Chris Mohr, PhD, RD, founder of MohrResults.com

 

Unlike proteins, which are used as building materials, carbs are premium fuel for body and brain.

Your number 1 energy source. It’s a common misconception that fat is a more efficient fuel. It’s not;

it’s simply a more concentrated fuel. (9 calories per gram for fat vs 4 calories per gram for carbs)

Carbs are your body’s preferred and most efficient energy source for intense training.

 

You have 3 categories within carbs:

 

Simple carbs - sugar

The main difference between simple and complex carbs is that it takes longer for the body to break down complex carbs, therefore they provide energy over a longer period of time than simple carbs.
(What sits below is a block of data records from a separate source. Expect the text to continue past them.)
use std::{fmt::Write as _, fs, path::PathBuf};

use anyhow::{Context, Result as AnyResult};
use hex_voyage_rendering::{
    points_to_string, translate, HexLayout, Palette, RenderingBackend, Scene, SceneTile,
};

/// Writes each presented scene to an SVG file, replacing the previous one.
#[derive(Debug)]
pub(crate) struct SvgBackend {
    path: PathBuf,
    palette: Palette,
}

impl SvgBackend {
    pub(crate) fn new(path: PathBuf) -> Self {
        Self {
            path,
            palette: Palette::default(),
        }
    }
}

impl RenderingBackend for SvgBackend {
    fn present(&mut self, scene: &Scene) -> AnyResult<()> {
        let document = render_document(scene, &self.palette);
        fs::write(&self.path, document)
            .with_context(|| format!("failed to write {}", self.path.display()))
    }
}

fn render_document(scene: &Scene, palette: &Palette) -> String {
    let layout = scene.layout;
    let (min, max) = board_extent(scene).unwrap_or_default();
    let size = max - min;
    let outline = points_to_string(&layout.outline_vertices());
    let hit_area = points_to_string(&layout.vertices());

    let mut svg = String::new();
    let _ = writeln!(
        svg,
        r#"<svg xmlns="http://www.w3.org/2000/svg" viewBox="{} {} {} {}">"#,
        min.x, min.y, size.x, size.y
    );
    let _ = writeln!(
        svg,
        r#"  <rect x="{}" y="{}" width="{}" height="{}" fill="{}"/>"#,
        min.x,
        min.y,
        size.x,
        size.y,
        palette.background.to_css()
    );

    for tile in &scene.tiles {
        let _ = writeln!(
            svg,
            r#"  <g class="hex-tile" transform="{}"><polygon points="{}" fill="{}"/><title>{}</title></g>"#,
            translate(tile.center),
            outline,
            tile_fill(tile, palette),
            escape(&tile.name)
        );
    }
    for tile in scene.range_tiles() {
        let _ = writeln!(
            svg,
            r#"  <polygon class="range" transform="{}" points="{}" fill="{}"/>"#,
            translate(tile.center),
            hit_area,
            palette.range.to_css()
        );
    }
    let _ = writeln!(
        svg,
        r#"  <circle class="ship" r="{}" fill="{}" stroke="{}" stroke-width="3" transform="{}"/>"#,
        HexLayout::SHIP_RADIUS,
        palette.ship_fill.to_css(),
        palette.ship_stroke.to_css(),
        translate(scene.ship.anchor)
    );
    svg.push_str("</svg>\n");
    svg
}

fn board_extent(scene: &Scene) -> Option<(glam::Vec2, glam::Vec2)> {
    let columns = scene.tiles.iter().map(|tile| tile.coord.column()).max()?;
    let rows = scene.tiles.iter().map(|tile| tile.coord.row()).max()?;
    let columns = u32::try_from(columns + 1).ok()?;
    let rows = u32::try_from(rows + 1).ok()?;
    scene.layout.board_bounds(columns, rows)
}

fn tile_fill(tile: &SceneTile, palette: &Palette) -> String {
    let color = if tile.selected {
        palette.selected
    } else if tile.focused {
        palette.focused
    } else {
        palette.tile
    };
    color.to_css()
}

fn escape(text: &str) -> String {
    text.replace('&', "&amp;")
        .replace('<', "&lt;")
        .replace('>', "&gt;")
}

#[cfg(test)]
mod tests {
    use glam::Vec2;
    use hex_voyage_core::{OffsetCoord, TileId};
    use hex_voyage_rendering::SceneShip;

    use super::*;

    fn scene() -> Scene {
        let layout = HexLayout::default();
        let tiles = (0..2)
            .flat_map(|column| (0..2).map(move |row| OffsetCoord::new(column, row)))
            .zip(1..)
            .map(|(coord, id)| SceneTile {
                id: TileId::new(id),
                coord,
                center: layout.center(coord),
                name: format!("Nebula <{id}>"),
                card_count: 0,
                focused: false,
                selected: id == 4,
                ship_here: id == 1,
                in_range: id != 1,
            })
            .collect();
        Scene {
            layout,
            tiles,
            ship: SceneShip {
                coord: OffsetCoord::new(0, 0),
                anchor: layout.ship_anchor(OffsetCoord::new(0, 0)),
                moves_left: 3,
                speed: 3,
                actions_left: 2,
                actions: 2,
                combat: 1,
                cards: Vec::new(),
            },
            selected: None,
            turn: 1,
        }
    }

    #[test]
    fn document_draws_tiles_range_and_ship() {
        let palette = Palette::default();
        let document = render_document(&scene(), &palette);

        assert!(document.starts_with("<svg "));
        assert!(document.ends_with("</svg>\n"));
        assert_eq!(document.matches(r#"class="hex-tile""#).count(), 4);
        assert_eq!(document.matches(r#"class="range""#).count(), 3);
        assert_eq!(document.matches(r#"class="ship""#).count(), 1);
        assert!(document.contains(r#"transform="translate(30 30)""#));
        assert!(document.contains(&palette.selected.to_css()));
        assert!(document.contains("Nebula &lt;2&gt;"));
    }

    #[test]
    fn empty_board_still_produces_a_document() {
        let mut scene = scene();
        scene.tiles.clear();

        let document = render_document(&scene, &Palette::default());

        assert!(document.contains(r#"viewBox="0 0 0 0""#));
        assert!(!document.contains("hex-tile"));
    }

    #[test]
    fn view_box_covers_the_board() {
        let (min, max) = board_extent(&scene()).expect("tiles present");
        let layout = HexLayout::default();

        assert_eq!(Some((min, max)), layout.board_bounds(2, 2));
        assert!(min.cmple(Vec2::new(-100.0, 0.0)).all());
    }
}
Simple carbs are broken down quickly and provide a short spike in blood sugar and energy.

Natural sources of simple carbs: fruits

Processed food sources: biscuits, cakes, candies, soft drinks.

 

Complex carbs - starch

 

Complex carbs include grains, starchy vegetables, fibrous vegetables.

Starch carbs (grain & starchy vegetables) include: potatoes, yams, cereals, bread, pasta, rice, wheats, oats, pulses, beans, quinoa, 100% whole grain bread, cereal or pasta.

 

Non-starch polysaccharides - fibre

Fibrous carbs (non-starchy vegetables): broccoli, spinach, asparagus, tomatoes, celery, peppers, kale, cauliflower, cucumber, onions, mushrooms, brussels sprout, cabbage, aubergine, courgette, lettuce and leafy salad.

 

Quickstart:

If you cut out refined carbs including sugar-sweetened beverages, white sugar and white flour

products, you are 90% of the way there. To accelerate your fat burning to the next level, learn the

difference between fibrous and starchy carbs. Fill up your plate with more fibrous carbs (right next

to your lean protein) and less starchy carb (this is however dependant on the level of training you

are doing) and watch in amazement as the fat drops off your body.